* Exercise
Write out every line exactly, from the first line of the records below through the line that contains "and every collaborator".

* Study material
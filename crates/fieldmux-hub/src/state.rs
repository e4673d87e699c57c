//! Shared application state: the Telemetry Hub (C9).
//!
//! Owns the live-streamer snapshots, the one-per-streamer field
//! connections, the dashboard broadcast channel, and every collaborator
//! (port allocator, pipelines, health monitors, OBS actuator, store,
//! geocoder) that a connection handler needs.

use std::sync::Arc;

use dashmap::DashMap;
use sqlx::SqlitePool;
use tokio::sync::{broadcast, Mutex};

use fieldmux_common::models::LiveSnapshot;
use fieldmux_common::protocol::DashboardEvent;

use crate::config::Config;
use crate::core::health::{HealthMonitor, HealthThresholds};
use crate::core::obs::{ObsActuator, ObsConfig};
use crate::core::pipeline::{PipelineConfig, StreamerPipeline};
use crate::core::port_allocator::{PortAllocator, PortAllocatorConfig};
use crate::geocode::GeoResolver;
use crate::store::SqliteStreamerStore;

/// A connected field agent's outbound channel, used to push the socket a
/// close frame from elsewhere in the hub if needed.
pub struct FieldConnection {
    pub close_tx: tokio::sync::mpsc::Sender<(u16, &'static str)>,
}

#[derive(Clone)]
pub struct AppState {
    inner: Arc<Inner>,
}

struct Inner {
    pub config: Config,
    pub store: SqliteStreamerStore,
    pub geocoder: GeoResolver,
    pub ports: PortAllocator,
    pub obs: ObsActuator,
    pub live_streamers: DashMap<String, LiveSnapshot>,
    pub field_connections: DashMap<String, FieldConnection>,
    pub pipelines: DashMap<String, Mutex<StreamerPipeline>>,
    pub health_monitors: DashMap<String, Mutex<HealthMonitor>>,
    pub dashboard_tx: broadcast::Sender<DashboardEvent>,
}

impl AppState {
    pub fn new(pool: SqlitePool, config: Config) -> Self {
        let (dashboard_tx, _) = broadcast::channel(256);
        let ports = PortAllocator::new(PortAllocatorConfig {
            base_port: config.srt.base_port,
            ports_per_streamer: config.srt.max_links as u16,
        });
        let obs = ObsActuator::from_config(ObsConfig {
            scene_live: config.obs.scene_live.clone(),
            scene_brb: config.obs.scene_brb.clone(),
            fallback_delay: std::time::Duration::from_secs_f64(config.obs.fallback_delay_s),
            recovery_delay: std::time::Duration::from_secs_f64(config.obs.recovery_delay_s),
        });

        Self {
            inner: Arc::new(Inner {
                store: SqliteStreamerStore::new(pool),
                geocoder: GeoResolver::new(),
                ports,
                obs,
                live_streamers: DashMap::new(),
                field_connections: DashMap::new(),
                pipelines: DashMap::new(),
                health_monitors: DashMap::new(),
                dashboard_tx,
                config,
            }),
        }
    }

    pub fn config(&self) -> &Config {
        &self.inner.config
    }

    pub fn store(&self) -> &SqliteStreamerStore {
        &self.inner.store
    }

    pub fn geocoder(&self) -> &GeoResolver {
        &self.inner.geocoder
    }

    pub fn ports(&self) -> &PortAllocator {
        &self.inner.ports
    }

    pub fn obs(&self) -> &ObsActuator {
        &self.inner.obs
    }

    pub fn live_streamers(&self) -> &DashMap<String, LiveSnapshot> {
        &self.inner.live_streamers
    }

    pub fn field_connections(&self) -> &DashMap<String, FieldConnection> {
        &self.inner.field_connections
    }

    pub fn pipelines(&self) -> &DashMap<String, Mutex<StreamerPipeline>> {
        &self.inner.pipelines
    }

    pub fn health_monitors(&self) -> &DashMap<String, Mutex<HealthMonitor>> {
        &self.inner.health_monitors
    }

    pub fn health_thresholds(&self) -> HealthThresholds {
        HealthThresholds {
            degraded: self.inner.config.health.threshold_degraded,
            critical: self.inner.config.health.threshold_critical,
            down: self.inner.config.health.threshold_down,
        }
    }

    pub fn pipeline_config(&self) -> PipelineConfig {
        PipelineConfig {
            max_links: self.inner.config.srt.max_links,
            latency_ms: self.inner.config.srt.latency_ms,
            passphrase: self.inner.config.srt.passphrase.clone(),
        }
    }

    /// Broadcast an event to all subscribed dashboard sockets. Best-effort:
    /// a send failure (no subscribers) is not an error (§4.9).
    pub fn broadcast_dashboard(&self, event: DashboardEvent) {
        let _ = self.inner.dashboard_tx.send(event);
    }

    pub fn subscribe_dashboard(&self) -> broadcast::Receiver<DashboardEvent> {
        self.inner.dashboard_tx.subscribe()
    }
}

* Solution for this task
filename crates/fieldmux-hub/src/state.rs
repository e4673d87e699c57c
//! Shared application state: the Telemetry Hub (C9).
//!
//! Owns the live-streamer snapshots, the one-per-streamer field
//! connections, the dashboard broadcast channel, and every collaborator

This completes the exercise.